Как бы нам не потерять чувство реальности! Всегда доверяла чутью Марины Юрьевны, а тут хочется возразить. Можно, я про беженку уточню? Она не одна (говорит, что их много, с ней дед и брат), она не в чистом поле (станция как раз), еду ей дают (консервы, если прочитать Рощина), картошку можно копать с огородов, но ей хотелось именно хлеба. Поезд не простой, везут станки, не только людей, это другая ответственность, ; и эпизод с цыганкой не случаен перед этим. И разве этот эшелон — символ безопасности? Эшелоны бомбят, дороги бомбят, и людей в вагоне поджидает опасность, огонь и смерть, разве не так по Рощину? Не все так однозначно, как получается по тексту М.Ю.. И я не согласна с тем, что спектакль не попадает в точку! Смотрела спектакль и постоянно ловила себя на мысли, как все актуально! А потребность людей в объединении актуальна! А убегают сейчас не только от беды и опасности, но и в стремлении найти лучшую жизнь, разве не так? Не все так однозначно, как тогда, хотя и тогда не для всех, но спектакль смотрится потрясающе! Отдельное спасибо за музыкальный ряд.

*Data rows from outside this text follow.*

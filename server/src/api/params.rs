//! Parsing of list-endpoint query parameters.

use serde::Deserialize;
use utoipa::IntoParams;

use crate::error::ApiError;
use crate::store::Direction;

/// Query parameters for the tag and ingredient lists.
#[derive(Debug, Default, Deserialize, IntoParams)]
pub struct CatalogParams {
    /// Non-zero to keep only entries used by at least one of the caller's recipes
    pub assigned_only: Option<String>,
    /// Name ordering, `desc` unless given
    pub sort_dir: Option<Direction>,
}

#[derive(Debug, Default, Deserialize, IntoParams)]
pub struct RecipeListParams {
    /// Comma-separated tag ids, e.g. `1,2`
    pub tags: Option<String>,
    /// Comma-separated ingredient ids
    pub ingredients: Option<String>,
}

/// Parse a comma-separated list of integer ids such as `"1,2,3"`.
///
/// An absent or empty parameter means "no filter" and yields `None`.
pub fn parse_id_list(field: &str, raw: Option<&str>) -> Result<Option<Vec<i32>>, ApiError> {
    let Some(raw) = raw.map(str::trim).filter(|s| !s.is_empty()) else {
        return Ok(None);
    };

    raw.split(',')
        .map(|part| {
            part.trim().parse::<i32>().map_err(|_| {
                ApiError::field(
                    field,
                    format!("\"{}\" is not a valid comma-separated list of ids.", raw),
                )
            })
        })
        .collect::<Result<Vec<_>, _>>()
        .map(Some)
}

/// Parse an integer-style flag: any non-zero integer is true. `true`/`false`
/// are accepted as well. Absent means false.
pub fn parse_flag(field: &str, raw: Option<&str>) -> Result<bool, ApiError> {
    let Some(raw) = raw.map(str::trim).filter(|s| !s.is_empty()) else {
        return Ok(false);
    };

    if raw.eq_ignore_ascii_case("true") {
        return Ok(true);
    }
    if raw.eq_ignore_ascii_case("false") {
        return Ok(false);
    }

    raw.parse::<i64>()
        .map(|value| value != 0)
        .map_err(|_| ApiError::field(field, format!("\"{}\" is not a valid flag.", raw)))
}

#[cfg(test)]
mod tests {
    use super::*;

    #[test]
    fn test_id_list() {
        assert_eq!(parse_id_list("tags", Some("1,2,3")).unwrap(), Some(vec![1, 2, 3]));
        assert_eq!(parse_id_list("tags", Some(" 4 , 5 ")).unwrap(), Some(vec![4, 5]));
        assert_eq!(parse_id_list("tags", Some("7")).unwrap(), Some(vec![7]));
    }

    #[test]
    fn test_id_list_absent_means_no_filter() {
        assert_eq!(parse_id_list("tags", None).unwrap(), None);
        assert_eq!(parse_id_list("tags", Some("")).unwrap(), None);
    }

    #[test]
    fn test_id_list_rejects_garbage() {
        for raw in ["a", "1,a", "1,,2", "1.5"] {
            match parse_id_list("ingredients", Some(raw)) {
                Err(ApiError::Validation(fields)) => assert!(fields.get("ingredients").is_some()),
                other => panic!("expected validation error for {raw:?}, got {other:?}"),
            }
        }
    }

    #[test]
    fn test_flag() {
        assert!(!parse_flag("assigned_only", None).unwrap());
        assert!(!parse_flag("assigned_only", Some("0")).unwrap());
        assert!(parse_flag("assigned_only", Some("1")).unwrap());
        assert!(parse_flag("assigned_only", Some("2")).unwrap());
        assert!(parse_flag("assigned_only", Some("true")).unwrap());
        assert!(!parse_flag("assigned_only", Some("False")).unwrap());
        assert!(parse_flag("assigned_only", Some("yes")).is_err());
    }
}
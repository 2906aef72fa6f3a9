use crate::api::ErrorResponse;
use crate::auth::AuthUser;
use crate::db::DbPool;
use crate::error::ApiError;
use crate::get_conn;
use crate::store::catalog::tags;
use crate::types::TagResponse;
use axum::{
    extract::{rejection::JsonRejection, State},
    http::StatusCode,
    response::IntoResponse,
    Json,
};
use serde::Deserialize;
use std::sync::Arc;
use utoipa::ToSchema;

#[derive(Debug, Clone, Deserialize, ToSchema)]
pub struct CreateTagRequest {
    #[serde(default)]
    pub name: String,
}

#[utoipa::path(
    post,
    path = "/api/recipe/tags",
    tag = "tags",
    request_body = CreateTagRequest,
    responses(
        (status = 201, description = "Tag created successfully", body = TagResponse),
        (status = 400, description = "Invalid request (blank name)", body = ErrorResponse),
        (status = 401, description = "Unauthorized", body = ErrorResponse)
    ),
    security(
        ("bearer_auth" = [])
    )
)]
pub async fn create_tag(
    AuthUser(user): AuthUser,
    State(pool): State<Arc<DbPool>>,
    payload: Result<Json<CreateTagRequest>, JsonRejection>,
) -> Result<impl IntoResponse, ApiError> {
    let Json(request) = payload?;

    let mut conn = get_conn!(pool);
    let tag = tags::create(&mut conn, user.id, &request.name)?;

    Ok((StatusCode::CREATED, Json(TagResponse::from(tag))))
}
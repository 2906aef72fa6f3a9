use anyhow::{Context, Result};
use clap::Parser;
use recipe_server::config::{Cli, Command};
use recipe_server::store::users;
use recipe_server::{api, app, db, telemetry, AppState};
use std::sync::Arc;

#[tokio::main]
async fn main() -> Result<()> {
    let cli = Cli::parse();

    if cli.command() == Command::Openapi {
        let spec = api::openapi()
            .to_pretty_json()
            .context("Failed to serialize OpenAPI spec")?;
        println!("{}", spec);
        return Ok(());
    }

    telemetry::init_telemetry();

    let pool = db::create_pool(cli.require_database_url()?)
        .context("Failed to create database pool")?;

    match cli.command() {
        Command::CreateSuperuser { email, password } => {
            let mut conn = pool.get().context("Failed to get database connection")?;
            let user = users::create_superuser(&mut conn, &email, &password)
                .map_err(|e| anyhow::anyhow!("Failed to create superuser: {}", e))?;
            println!("Created superuser {}", user.email);
        }
        Command::Serve | Command::Openapi => serve(&cli, Arc::new(pool)).await?,
    }

    Ok(())
}

async fn serve(cli: &Cli, pool: AppState) -> Result<()> {
    let listener = tokio::net::TcpListener::bind(cli.bind_addr)
        .await
        .with_context(|| format!("Failed to bind {}", cli.bind_addr))?;

    let local_addr = listener.local_addr()?;
    tracing::info!("Server listening on {}", local_addr);
    tracing::info!("Swagger UI available at http://{}/swagger-ui/", local_addr);
    tracing::info!(
        "OpenAPI spec available at http://{}/api-docs/openapi.json",
        local_addr
    );

    axum::serve(listener, app(pool)).await?;
    Ok(())
}
use super::payload::RecipeRequest;
use crate::api::ErrorResponse;
use crate::auth::AuthUser;
use crate::db::DbPool;
use crate::error::ApiError;
use crate::get_conn;
use crate::store::recipes::{self, RecipeUpdate};
use crate::types::RecipeDetailResponse;
use axum::{
    extract::{
        rejection::{JsonRejection, PathRejection},
        Path, State,
    },
    http::StatusCode,
    response::IntoResponse,
    Json,
};
use std::sync::Arc;
use uuid::Uuid;

fn apply(
    pool: &DbPool,
    owner: Uuid,
    id: i32,
    update: RecipeUpdate,
) -> Result<RecipeDetailResponse, ApiError> {
    let mut conn = get_conn!(pool);
    let record = recipes::update(&mut conn, owner, id, &update)?;
    Ok(RecipeDetailResponse::from(record))
}

#[utoipa::path(
    patch,
    path = "/api/recipe/recipes/{id}",
    tag = "recipes",
    params(
        ("id" = i32, Path, description = "Recipe ID")
    ),
    request_body = RecipeRequest,
    responses(
        (status = 200, description = "Supplied fields updated; supplied tag/ingredient lists replace the old ones", body = RecipeDetailResponse),
        (status = 400, description = "Invalid request", body = ErrorResponse),
        (status = 401, description = "Unauthorized", body = ErrorResponse),
        (status = 404, description = "Recipe not found", body = ErrorResponse)
    ),
    security(
        ("bearer_auth" = [])
    )
)]
pub async fn patch_recipe(
    AuthUser(user): AuthUser,
    State(pool): State<Arc<DbPool>>,
    path: Result<Path<i32>, PathRejection>,
    payload: Result<Json<RecipeRequest>, JsonRejection>,
) -> Result<impl IntoResponse, ApiError> {
    let Path(id) = path?;
    let Json(request) = payload?;
    let update = request.into_partial()?;

    let response = apply(&pool, user.id, id, update)?;
    Ok((StatusCode::OK, Json(response)))
}

#[utoipa::path(
    put,
    path = "/api/recipe/recipes/{id}",
    tag = "recipes",
    params(
        ("id" = i32, Path, description = "Recipe ID")
    ),
    request_body = RecipeRequest,
    responses(
        (status = 200, description = "Recipe replaced; omitted link, tags and ingredients are cleared", body = RecipeDetailResponse),
        (status = 400, description = "Invalid request", body = ErrorResponse),
        (status = 401, description = "Unauthorized", body = ErrorResponse),
        (status = 404, description = "Recipe not found", body = ErrorResponse)
    ),
    security(
        ("bearer_auth" = [])
    )
)]
pub async fn put_recipe(
    AuthUser(user): AuthUser,
    State(pool): State<Arc<DbPool>>,
    path: Result<Path<i32>, PathRejection>,
    payload: Result<Json<RecipeRequest>, JsonRejection>,
) -> Result<impl IntoResponse, ApiError> {
    let Path(id) = path?;
    let Json(request) = payload?;
    let update = request.into_replacement()?;

    let response = apply(&pool, user.id, id, update)?;
    Ok((StatusCode::OK, Json(response)))
}
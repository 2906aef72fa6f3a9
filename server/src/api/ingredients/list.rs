use crate::api::params::{parse_flag, CatalogParams};
use crate::api::ErrorResponse;
use crate::auth::AuthUser;
use crate::db::DbPool;
use crate::error::ApiError;
use crate::get_conn;
use crate::store::catalog::{ingredients, CatalogFilter};
use crate::types::IngredientResponse;
use axum::{
    extract::{rejection::QueryRejection, Query, State},
    http::StatusCode,
    response::IntoResponse,
    Json,
};
use std::sync::Arc;

#[utoipa::path(
    get,
    path = "/api/recipe/ingredients",
    tag = "ingredients",
    params(CatalogParams),
    responses(
        (status = 200, description = "The caller's ingredients ordered by name", body = Vec<IngredientResponse>),
        (status = 400, description = "Malformed query parameter", body = ErrorResponse),
        (status = 401, description = "Unauthorized", body = ErrorResponse)
    ),
    security(
        ("bearer_auth" = [])
    )
)]
pub async fn list_ingredients(
    AuthUser(user): AuthUser,
    State(pool): State<Arc<DbPool>>,
    params: Result<Query<CatalogParams>, QueryRejection>,
) -> Result<impl IntoResponse, ApiError> {
    let Query(params) = params?;
    let filter = CatalogFilter {
        assigned_only: parse_flag("assigned_only", params.assigned_only.as_deref())?,
        order: params.sort_dir.unwrap_or_default(),
    };

    let mut conn = get_conn!(pool);
    let found = ingredients::list_for_owner(&mut conn, user.id, filter)?;

    let response: Vec<IngredientResponse> =
        found.into_iter().map(IngredientResponse::from).collect();
    Ok((StatusCode::OK, Json(response)))
}
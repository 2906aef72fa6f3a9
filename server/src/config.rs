use clap::{Parser, Subcommand};
use std::net::SocketAddr;

#[derive(Debug, Parser)]
#[command(name = "recipe-server")]
#[command(about = "Per-user recipe API", long_about = None)]
pub struct Cli {
    /// PostgreSQL connection string
    #[arg(long, env = "DATABASE_URL", global = true, hide_env_values = true)]
    pub database_url: Option<String>,

    /// Address the HTTP server listens on
    #[arg(long, env = "BIND_ADDR", global = true, default_value = "0.0.0.0:3000")]
    pub bind_addr: SocketAddr,

    /// Defaults to `serve`
    #[command(subcommand)]
    pub command: Option<Command>,
}

#[derive(Debug, Clone, PartialEq, Eq, Subcommand)]
pub enum Command {
    /// Run the HTTP server
    Serve,
    /// Create an account with staff and superuser rights
    CreateSuperuser {
        #[arg(long)]
        email: String,
        #[arg(long)]
        password: String,
    },
    /// Print the OpenAPI document and exit
    Openapi,
}

impl Cli {
    pub fn command(&self) -> Command {
        self.command.clone().unwrap_or(Command::Serve)
    }

    pub fn require_database_url(&self) -> anyhow::Result<&str> {
        self.database_url
            .as_deref()
            .ok_or_else(|| anyhow::anyhow!("DATABASE_URL must be set (or pass --database-url)"))
    }
}
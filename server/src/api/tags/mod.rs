pub mod create;
pub mod list;

use crate::error::method_not_allowed;
use crate::AppState;
use axum::routing::get;
use axum::Router;
use utoipa::OpenApi;

/// Returns the router for tag endpoints (mounted at /api/recipe/tags)
pub fn router() -> Router<AppState> {
    Router::new().route(
        "/",
        get(list::list_tags)
            .post(create::create_tag)
            .fallback(method_not_allowed),
    )
}

#[derive(OpenApi)]
#[openapi(
    paths(list::list_tags, create::create_tag),
    components(schemas(create::CreateTagRequest, crate::types::TagResponse))
)]
pub struct ApiDoc;
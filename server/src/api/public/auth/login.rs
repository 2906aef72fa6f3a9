use crate::api::ErrorResponse;
use crate::db::DbPool;
use crate::error::{ApiError, FieldErrors};
use crate::get_conn;
use crate::store::users;
use axum::{
    extract::{rejection::JsonRejection, State},
    http::StatusCode,
    response::IntoResponse,
    Json,
};
use serde::{Deserialize, Serialize};
use std::sync::Arc;
use utoipa::ToSchema;

#[derive(Debug, Clone, Deserialize, ToSchema)]
pub struct LoginRequest {
    pub email: Option<String>,
    pub password: Option<String>,
}

#[derive(Debug, Clone, Serialize, ToSchema)]
pub struct LoginResponse {
    pub token: String,
}

#[utoipa::path(
    post,
    path = "/api/user/token",
    tag = "user",
    request_body(content = LoginRequest, example = json!({"email": "cook@example.com", "password": "testpass"})),
    responses(
        (status = 200, description = "Login successful", body = LoginResponse),
        (status = 400, description = "Missing fields or invalid credentials", body = ErrorResponse)
    )
)]
pub async fn login(
    State(pool): State<Arc<DbPool>>,
    payload: Result<Json<LoginRequest>, JsonRejection>,
) -> Result<impl IntoResponse, ApiError> {
    let Json(req) = payload?;

    let mut errors = FieldErrors::new();
    let email = req.email.as_deref().unwrap_or_default();
    let password = req.password.as_deref().unwrap_or_default();
    if email.trim().is_empty() {
        errors.add("email", "This field is required.");
    }
    if password.is_empty() {
        errors.add("password", "This field is required.");
    }
    errors.into_result()?;

    let mut conn = get_conn!(pool);
    let token = users::authenticate(&mut conn, email, password)?;

    Ok((StatusCode::OK, Json(LoginResponse { token })))
}
#[tokio::test]
async fn test_unsupported_methods_return_json_405() {
    for (method, uri) in [
        (Method::DELETE, "/api/recipe/recipes/1"),
        (Method::DELETE, "/api/recipe/recipes"),
        (Method::DELETE, "/api/recipe/tags"),
        (Method::PUT, "/api/recipe/ingredients"),
        (Method::GET, "/api/recipe/recipes/1/upload-image"),
        (Method::DELETE, "/api/photos/00000000-0000-0000-0000-000000000000"),
        (Method::PUT, "/api/user/token"),
        (Method::GET, "/api/user/create"),
        (Method::POST, "/api/test/unauthed-ping"),
    ] {
        let (status, content_type, body) = send_offline(empty_request(method.clone(), uri)).await;
        assert_eq!(status, StatusCode::METHOD_NOT_ALLOWED, "{method} {uri}");
        assert_eq!(content_type.as_deref(), Some("application/json"), "{method} {uri}");
        assert_eq!(body["error"], "Method not allowed", "{method} {uri}");
    }
}

#[tokio::test]
async fn test_unknown_routes_return_json_404() {
    for uri in ["/api/nope", "/api/recipe/recipes/1/comments", "/"] {
        let (status, content_type, body) = send_offline(get_request(uri, None)).await;
        assert_eq!(status, StatusCode::NOT_FOUND, "{uri}");
        assert_eq!(content_type.as_deref(), Some("application/json"), "{uri}");
        assert_eq!(body["error"], "Resource not found", "{uri}");
    }
}

#[tokio::test]
async fn test_unreachable_database_is_a_server_error_not_a_bad_token() {
    let (status, content_type, body) =
        send_offline(get_request("/api/recipe/recipes", Some("sometoken"))).await;
    assert_eq!(status, StatusCode::INTERNAL_SERVER_ERROR);
    assert_eq!(content_type.as_deref(), Some("application/json"));
    assert!(body["error"].is_string(), "{body}");
}

#[tokio::test]
#[ignore = "requires a PostgreSQL database via TEST_DATABASE_URL"]
async fn test_malformed_paths_and_bodies_return_json_400() {
    let (_, token) = new_user().await;

    for uri in ["/api/recipe/recipes/abc", "/api/photos/not-a-uuid"] {
        let (status, body) = send(get_request(uri, Some(&token))).await;
        assert_eq!(status, StatusCode::BAD_REQUEST, "{uri}");
        assert!(body["fields"]["path"].is_array(), "{uri}: {body}");
    }

    let recipe = create_recipe(&token, json!({})).await;
    let (status, body) = send(json_request(
        Method::POST,
        &format!("/api/recipe/recipes/{}/upload-image", recipe["id"]),
        Some(&token),
        json!({"image": "not multipart"}),
    ))
    .await;
    assert_eq!(status, StatusCode::BAD_REQUEST);
    assert!(body["fields"]["body"].is_array(), "{body}");
}

#[tokio::test]
#[ignore = "requires a PostgreSQL database via TEST_DATABASE_URL"]
async fn test_create_response_orders_links_like_later_reads() {
    let (_, token) = new_user().await;
    let apple = create_named(&token, "tags", "apple").await;
    let banana = create_named(&token, "tags", "Banana").await;
    let flour = create_named(&token, "ingredients", "flour").await;
    let butter = create_named(&token, "ingredients", "Butter").await;

    let created = create_recipe(
        &token,
        json!({"tags": [banana, apple], "ingredients": [flour, butter]}),
    )
    .await;

    let (status, fetched) = send(get_request(
        &format!("/api/recipe/recipes/{}", created["id"]),
        Some(&token),
    ))
    .await;
    assert_eq!(status, StatusCode::OK);
    assert_eq!(created["tags"], fetched["tags"]);
    assert_eq!(created["ingredients"], fetched["ingredients"]);
}

#[tokio::test]
#[ignore = "requires a PostgreSQL database via TEST_DATABASE_URL"]
async fn test_signup_normalizes_email_and_hides_password() {
    let raw = format!("Mixed-{}@Example.COM", Uuid::new_v4().simple());
    let (status, body) = send(json_request(
        Method::POST,
        "/api/user/create",
        None,
        json!({"email": raw, "password": "testpass123", "name": "Cook"}),
    ))
    .await;
    assert_eq!(status, StatusCode::CREATED);
    assert_eq!(body["email"], raw.to_lowercase());
    assert!(body.get("password").is_none());

    // Same address in another case is a duplicate
    let (status, body) = send(json_request(
        Method::POST,
        "/api/user/create",
        None,
        json!({"email": raw.to_uppercase(), "password": "testpass123"}),
    ))
    .await;
    assert_eq!(status, StatusCode::BAD_REQUEST);
    assert!(body["fields"]["email"].is_array());
}

#[tokio::test]
#[ignore = "requires a PostgreSQL database via TEST_DATABASE_URL"]
async fn test_signup_validation() {
    let cases = [
        (json!({"password": "testpass123"}), "email"),
        (json!({"email": "not-an-email", "password": "testpass123"}), "email"),
        (json!({"email": unique_email(), "password": "pw"}), "password"),
    ];
    for (payload, field) in cases {
        let (status, body) =
            send(json_request(Method::POST, "/api/user/create", None, payload)).await;
        assert_eq!(status, StatusCode::BAD_REQUEST);
        assert!(body["fields"][field].is_array(), "{body}");
    }
}
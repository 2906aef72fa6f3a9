pub mod ingredients;
pub mod params;
pub mod photos;
pub mod public;
pub mod recipes;
pub mod tags;
pub mod user;

use utoipa::openapi::security::{Http, HttpAuthScheme, SecurityScheme};
use utoipa::OpenApi;

pub use crate::error::ErrorResponse;

/// Generate the complete OpenAPI spec by merging all module specs
pub fn openapi() -> utoipa::openapi::OpenApi {
    // Base spec with shared components and security
    #[derive(OpenApi)]
    #[openapi(
        info(title = "recipe-server", description = "Per-user recipes, tags and ingredients"),
        components(schemas(ErrorResponse))
    )]
    struct BaseApi;

    let mut spec = BaseApi::openapi();

    // Add security scheme
    if let Some(components) = spec.components.as_mut() {
        components.add_security_scheme(
            "bearer_auth",
            SecurityScheme::Http(Http::new(HttpAuthScheme::Bearer)),
        );
    }

    // Merge in each module's spec
    let modules: Vec<utoipa::openapi::OpenApi> = vec![
        public::ApiDoc::openapi(),
        user::ApiDoc::openapi(),
        tags::ApiDoc::openapi(),
        ingredients::ApiDoc::openapi(),
        recipes::ApiDoc::openapi(),
        photos::ApiDoc::openapi(),
    ];

    for module_spec in modules {
        // Merge paths
        spec.paths.paths.extend(module_spec.paths.paths);

        // Merge components (schemas)
        if let Some(module_components) = module_spec.components {
            if let Some(spec_components) = spec.components.as_mut() {
                spec_components.schemas.extend(module_components.schemas);
            }
        }
    }

    spec
}
pub mod login;
pub mod signup;
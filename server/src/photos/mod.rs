pub mod processing;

Галина, я ведь не буду с Вами спорить, наверняка Вы правы и детальнее вникли. Одно скажу: сейчас, как никогда, наша оптика стала контекстовой. У каждого контекст свой, свой порог восприятия. Я ТОЧНО могу сейчас что-то не доглядывать в спектаклях: все, кроме судеб мира и Отечества, как будто запаковано в плотный строительный полиэтилен с наклейкой «не кантовать». Или ты им обернут… Но так или иначе черты всех предметов сквозь этот полиэтилен проступают нечетко, наутро и не вспомнишь, что видел, слышал, читал накануне. Четко существуют в сознании только контурные карты с линиями боев.. И только редкие спектакли неожиданными проколами в тебя попадают. Это совсем не значит, что в меня попадает то, что попадет в рядом сидящего (скорее, стало нужно то, что косвенно, как «Тоистрам Шенди», а любое прямое попадание корректируется сознанием как неточное… Простите меня. Время такое…
Я вступилась за точность деталей, которые оказались совсем не деталями, потому что показали не совпадающее со мной восприятие. И я — о том, что спектакль как раз бьёт наотмашь тем, что современен. Публика 22 июня стояла и молча, прямо-таки отчаянно хлопала вышедшим на поклон актерам. Почти так, как в прошлом 22июня на «Крещенных крестами». Хотя изгиб мыслеходов, наверняка, разные. Но именно о судьбах Отечества, о спиралях Истории. И в этом мы — вместе. Спасибо за ответ!